> EXERCISE
Copy the lines below that contain "violations".

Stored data
════════════════
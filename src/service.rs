//! The operations a hosting layer exposes: health, frame listing, transform.
//!
//! This is the only place typed errors become the transport shape
//! ([`ServiceError`]: kind + message, plus the transcript for engine failures).

use std::path::Path;
use std::sync::Arc;
use std::time::Duration;

use serde::{Deserialize, Serialize};
use tracing::warn;

use crate::engine::{Engine, EngineExecution, RunPlan};
use crate::error::{EngineError, ErrorKind, ValidationError, Violation};
use crate::frames::{self, FrameEntry, FrameRegistry};
use crate::request::{RawTransformationRequest, TransformationRequest};

/// Static readiness signal.
#[derive(Debug, Clone, PartialEq, Eq, Serialize, Deserialize)]
pub struct Health {
    pub status: String,
}

/// A failure as reported to callers.
#[derive(Debug, Clone, PartialEq, Serialize, Deserialize)]
pub struct ServiceError {
    pub kind: ErrorKind,
    pub message: String,
    #[serde(default, skip_serializing_if = "Vec::is_empty")]
    pub violations: Vec<Violation>,
    #[serde(default, skip_serializing_if = "Option::is_none")]
    pub stdout: Option<String>,
    #[serde(default, skip_serializing_if = "Option::is_none")]
    pub stderr: Option<String>,
}

impl ServiceError {
    fn new(kind: ErrorKind, message: impl Into<String>) -> Self {
        Self {
            kind,
            message: message.into(),
            violations: Vec::new(),
            stdout: None,
            stderr: None,
        }
    }
}

impl std::fmt::Display for ServiceError {
    fn fmt(&self, f: &mut std::fmt::Formatter<'_>) -> std::fmt::Result {
        write!(f, "{}: {}", self.kind, self.message)
    }
}

impl std::error::Error for ServiceError {}

impl From<ValidationError> for ServiceError {
    fn from(err: ValidationError) -> Self {
        Self {
            violations: err.violations.clone(),
            ..Self::new(ErrorKind::Validation, err.to_string())
        }
    }
}

impl From<EngineError> for ServiceError {
    fn from(err: EngineError) -> Self {
        let kind = err.kind();
        let message = err.to_string();
        match err {
            EngineError::ExecutionFailed { stdout, stderr, .. } => Self {
                stdout: Some(stdout),
                stderr: Some(stderr),
                ..Self::new(kind, message)
            },
            _ => Self::new(kind, message),
        }
    }
}

/// Health, frames and transform over one engine.
pub struct Service {
    engine: Arc<dyn Engine>,
    registry: &'static FrameRegistry,
    timeout: Duration,
}

impl Service {
    pub fn new(engine: Arc<dyn Engine>, timeout: Duration) -> Self {
        Self {
            engine,
            registry: frames::registry(),
            timeout,
        }
    }

    pub fn health(&self) -> Health {
        Health {
            status: "ok".to_string(),
        }
    }

    pub fn frames(&self) -> Vec<FrameEntry> {
        self.registry.list()
    }

    /// Parse a JSON request payload. Malformed JSON is a validation failure.
    pub fn parse_payload(&self, payload: &str) -> Result<RawTransformationRequest, ServiceError> {
        serde_json::from_str(payload).map_err(|e| {
            ServiceError::new(ErrorKind::Validation, format!("malformed request payload: {e}"))
        })
    }

    pub fn validate(&self, raw: &RawTransformationRequest) -> Result<TransformationRequest, ServiceError> {
        Ok(raw.validate_with(self.registry)?)
    }

    /// Validate, then run the engine once. Validation failures never spawn it.
    pub async fn transform(
        &self,
        raw: &RawTransformationRequest,
    ) -> Result<EngineExecution, ServiceError> {
        let request = self.validate(raw)?;
        self.engine
            .invoke(&request, self.timeout)
            .await
            .map_err(|err| {
                warn!(kind = %err.kind(), error = %err, "transformation failed");
                ServiceError::from(err)
            })
    }

    /// What a run would feed the engine, without running it.
    pub fn plan(
        &self,
        raw: &RawTransformationRequest,
        work_dir: &Path,
    ) -> Result<RunPlan, ServiceError> {
        let request = self.validate(raw)?;
        Ok(RunPlan::new(&request, work_dir))
    }
}

#[cfg(test)]
mod tests {
    use super::*;
    use crate::codec::TransformationResult;
    use crate::engine::mock::MockEngine;
    use crate::error::EngineUnavailable;
    use std::path::PathBuf;

    const DENVER: &str = r#"{
        "input_frame": 1,
        "output_frame": "itrf2014",
        "input_epoch": 2005.0,
        "output_epoch": 2020.0,
        "points": [{"name": "Denver", "latitude": 39.0, "longitude": -104.0, "ellipsoid_height": 1600.0}]
    }"#;

    fn service(outcomes: Vec<Result<EngineExecution, EngineError>>) -> (Service, Arc<MockEngine>) {
        let engine = Arc::new(MockEngine::new(outcomes));
        (
            Service::new(engine.clone(), Duration::from_secs(5)),
            engine,
        )
    }

    #[test]
    fn health_is_ok() {
        let (svc, _) = service(vec![]);
        assert_eq!(svc.health().status, "ok");
        let json = serde_json::to_string(&svc.health()).unwrap();
        assert_eq!(json, r#"{"status":"ok"}"#);
    }

    #[test]
    fn frames_are_listed_in_index_order() {
        let (svc, _) = service(vec![]);
        let frames = svc.frames();
        assert_eq!(frames.first().map(|f| f.index), Some(1));
        assert_eq!(frames.last().map(|f| f.index), Some(26));
    }

    #[tokio::test]
    async fn transform_returns_engine_execution() {
        let execution = EngineExecution {
            stdout: "banner".into(),
            stderr: String::new(),
            results: vec![TransformationResult {
                name: "Denver".into(),
                latitude: 39.0000001,
                longitude: -104.0000002,
                ellipsoid_height: 1599.98,
            }],
        };
        let (svc, engine) = service(vec![Ok(execution.clone())]);

        let raw = svc.parse_payload(DENVER).unwrap();
        let got = svc.transform(&raw).await.unwrap();
        assert_eq!(got, execution);
        assert_eq!(engine.calls(), 1);
    }

    #[tokio::test]
    async fn invalid_request_never_reaches_engine() {
        let (svc, engine) = service(vec![]);
        let mut raw = svc.parse_payload(DENVER).unwrap();
        raw.input_epoch = 1900.0;
        raw.points.clear();

        let err = svc.transform(&raw).await.unwrap_err();
        assert_eq!(err.kind, ErrorKind::Validation);
        assert_eq!(err.violations.len(), 2);
        assert_eq!(engine.calls(), 0);
    }

    #[test]
    fn malformed_payload_is_validation_error() {
        let (svc, _) = service(vec![]);
        let err = svc.parse_payload("{\"input_frame\": ").unwrap_err();
        assert_eq!(err.kind, ErrorKind::Validation);
        assert!(err.message.contains("malformed"));
    }

    #[tokio::test]
    async fn execution_failure_carries_transcript() {
        let (svc, _) = service(vec![Err(EngineError::ExecutionFailed {
            code: Some(1),
            stdout: "menu text".into(),
            stderr: "forrtl: severe".into(),
        })]);
        let raw = svc.parse_payload(DENVER).unwrap();

        let err = svc.transform(&raw).await.unwrap_err();
        assert_eq!(err.kind, ErrorKind::EngineFailed);
        assert_eq!(err.stdout.as_deref(), Some("menu text"));
        assert_eq!(err.stderr.as_deref(), Some("forrtl: severe"));

        let json = serde_json::to_value(&err).unwrap();
        assert_eq!(json["kind"], "engine-failed");
    }

    #[tokio::test]
    async fn other_engine_errors_map_to_kinds() {
        let (svc, _) = service(vec![
            Err(EngineUnavailable::NotFound(PathBuf::from("./htdp")).into()),
            Err(EngineError::Timeout {
                limit: Duration::from_secs(5),
            }),
            Err(EngineError::MissingOutputFile(PathBuf::from("results.txt"))),
        ]);
        let raw = svc.parse_payload(DENVER).unwrap();

        let kinds = [
            ErrorKind::EngineUnavailable,
            ErrorKind::EngineTimeout,
            ErrorKind::MissingOutput,
        ];
        for expected in kinds {
            let err = svc.transform(&raw).await.unwrap_err();
            assert_eq!(err.kind, expected);
            assert!(err.stdout.is_none());
            let json = serde_json::to_value(&err).unwrap();
            assert!(json.get("stdout").is_none());
        }
    }

    #[test]
    fn plan_uses_given_work_dir() {
        let (svc, engine) = service(vec![]);
        let raw = svc.parse_payload(DENVER).unwrap();
        let plan = svc.plan(&raw, Path::new("/scratch")).unwrap();
        assert_eq!(plan.script[1], "/scratch/results.txt");
        assert_eq!(plan.script[3], "25");
        assert_eq!(engine.calls(), 0);
    }
}
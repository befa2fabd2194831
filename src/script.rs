//! The stdin script that walks the HTDP menus for one transformation.
//!
//! HTDP has no API; it only reads menu answers from stdin. The sequence below
//! is one fixed path through its menus: transform positions, name the output
//! file, pick both frames, give both epochs as decimal years, read points
//! from a delimited file, then back out and quit. There is no branching or
//! re-prompting; if the engine disagrees it shows up as a non-zero exit or a
//! missing/odd output file.

use std::path::Path;

/// Main menu: transform positions between reference frames and/or dates.
pub const MENU_TRANSFORM_POSITIONS: &str = "4";
/// Epoch format: decimal year.
pub const EPOCH_DECIMAL_YEAR: &str = "2";
/// Point source: `LAT,LON,EHT,TEXT` delimited file.
pub const POINTS_FROM_FILE: &str = "3";
/// Return to the main menu, and at the main menu, quit.
pub const MENU_BACK: &str = "0";

/// Answers for one run, in the order the engine prompts for them.
pub fn build_script(
    output_path: &Path,
    input_frame: u32,
    output_frame: u32,
    input_epoch: f64,
    output_epoch: f64,
    input_path: &Path,
) -> Vec<String> {
    vec![
        MENU_TRANSFORM_POSITIONS.to_string(),
        output_path.display().to_string(),
        input_frame.to_string(),
        output_frame.to_string(),
        EPOCH_DECIMAL_YEAR.to_string(),
        format_decimal(input_epoch),
        EPOCH_DECIMAL_YEAR.to_string(),
        format_decimal(output_epoch),
        POINTS_FROM_FILE.to_string(),
        input_path.display().to_string(),
        MENU_BACK.to_string(),
        MENU_BACK.to_string(),
    ]
}

/// Join script lines into the exact stdin payload (newline-terminated).
pub fn render(lines: &[String]) -> String {
    let mut out = lines.join("\n");
    out.push('\n');
    out
}

/// Plain decimal text that always carries a fractional part (`2005.0`).
pub fn format_decimal(value: f64) -> String {
    if value.is_finite() && value.fract() == 0.0 {
        format!("{value:.1}")
    } else {
        format!("{value}")
    }
}

#[cfg(test)]
mod tests {
    use super::*;
    use std::path::PathBuf;

    #[test]
    fn script_follows_menu_order() {
        let lines = build_script(
            &PathBuf::from("/tmp/htdp_x/results.txt"),
            1,
            25,
            2005.0,
            2020.0,
            &PathBuf::from("/tmp/htdp_x/points.txt"),
        );
        assert_eq!(
            lines,
            vec![
                "4",
                "/tmp/htdp_x/results.txt",
                "1",
                "25",
                "2",
                "2005.0",
                "2",
                "2020.0",
                "3",
                "/tmp/htdp_x/points.txt",
                "0",
                "0",
            ]
        );
    }

    #[test]
    fn render_terminates_every_line() {
        let text = render(&["4".to_string(), "0".to_string()]);
        assert_eq!(text, "4\n0\n");
    }

    #[test]
    fn decimals_have_no_locale_or_exponent() {
        assert_eq!(format_decimal(2005.0), "2005.0");
        assert_eq!(format_decimal(2019.75), "2019.75");
        assert_eq!(format_decimal(1906.0), "1906.0");
        assert_eq!(format_decimal(2010.123456789), "2010.123456789");
    }
}
//! Point files exchanged with HTDP.
//!
//! Both files use positive-WEST longitude; everything else in this crate is
//! positive-east. The flip happens exactly once on the way in
//! ([`encode_points`]) and once on the way out ([`parse_data_line`]).

use std::path::Path;

use serde::{Deserialize, Serialize};

use crate::error::EngineError;
use crate::request::GeodeticPoint;

/// Banner prefixes HTDP writes between data rows.
const BANNER_MARKERS: &[&str] = &["TRANSFORMING", "***"];

/// Minimum tokens on a data row: lat, west lon, height, name.
const MIN_DATA_TOKENS: usize = 4;

/// One transformed point read back from the engine. Longitude is positive east.
#[derive(Debug, Clone, PartialEq, Serialize, Deserialize)]
pub struct TransformationResult {
    pub name: String,
    pub latitude: f64,
    pub longitude: f64,
    pub ellipsoid_height: f64,
}

/// Render points as `lat,westLon,height,name` lines, one per point.
pub fn encode_points(points: &[GeodeticPoint]) -> String {
    let mut out = String::new();
    for point in points {
        // 0.0 - x keeps a zero longitude from printing as -0.000...
        let west_longitude = 0.0 - point.longitude();
        out.push_str(&format!(
            "{:.12},{:.12},{:.4},{}\n",
            point.latitude(),
            west_longitude,
            point.ellipsoid_height(),
            point.name()
        ));
    }
    out
}

/// Lines HTDP uses as section headers rather than data.
pub fn is_banner(line: &str) -> bool {
    BANNER_MARKERS.iter().any(|marker| line.starts_with(marker))
}

/// Noise policy for the output file: a line is data only if it is not a
/// banner, has at least four tokens and its first three parse as numbers.
/// Anything else is narrative text and yields `None`. Must stay lenient:
/// HTDP mixes free text into the same file.
pub fn parse_data_line(line: &str) -> Option<TransformationResult> {
    let line = line.trim();
    if line.is_empty() || is_banner(line) {
        return None;
    }

    let tokens: Vec<&str> = line.split_whitespace().collect();
    if tokens.len() < MIN_DATA_TOKENS {
        return None;
    }

    let latitude = tokens[0].parse::<f64>().ok()?;
    let west_longitude = tokens[1].parse::<f64>().ok()?;
    let ellipsoid_height = tokens[2].parse::<f64>().ok()?;

    Some(TransformationResult {
        name: tokens[3..].join(" "),
        latitude,
        longitude: -west_longitude,
        ellipsoid_height,
    })
}

/// Decode every data row of an output file, in file order.
pub fn decode_output(text: &str) -> Vec<TransformationResult> {
    text.lines().filter_map(parse_data_line).collect()
}

/// Read and decode the engine's output file. Invalid UTF-8 is replaced, not
/// rejected. An existing file with no data rows decodes to an empty list.
pub async fn read_output_file(path: &Path) -> Result<Vec<TransformationResult>, EngineError> {
    let bytes = match tokio::fs::read(path).await {
        Ok(bytes) => bytes,
        Err(e) if e.kind() == std::io::ErrorKind::NotFound => {
            return Err(EngineError::MissingOutputFile(path.to_path_buf()));
        }
        Err(e) => {
            return Err(EngineError::io(format!("failed to read {}", path.display()), e));
        }
    };
    Ok(decode_output(&String::from_utf8_lossy(&bytes)))
}
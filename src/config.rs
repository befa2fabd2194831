//! Engine configuration: where the binary lives and where its runs happen.

use std::path::PathBuf;

use crate::consts::DEFAULT_BINARY;

/// Configuration for [`HtdpEngine`](crate::engine::htdp::HtdpEngine).
#[derive(Debug, Clone, PartialEq)]
pub struct EngineConfig {
    /// Path to the compiled HTDP executable.
    pub binary: PathBuf,
    /// Parent directory for per-run working areas. `None` = system temp dir.
    pub work_root: Option<PathBuf>,
}

impl Default for EngineConfig {
    fn default() -> Self {
        Self {
            binary: PathBuf::from(DEFAULT_BINARY),
            work_root: None,
        }
    }
}

impl EngineConfig {
    pub fn new(binary: impl Into<PathBuf>) -> Self {
        Self {
            binary: binary.into(),
            ..Self::default()
        }
    }

    pub fn with_work_root(mut self, work_root: impl Into<PathBuf>) -> Self {
        self.work_root = Some(work_root.into());
        self
    }
}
════════════════
> RESPONSE AREA
    pub violations: Vec<Violation>,
            violations: Vec::new(),
            violations: err.violations.clone(),
        assert_eq!(err.violations.len(), 2);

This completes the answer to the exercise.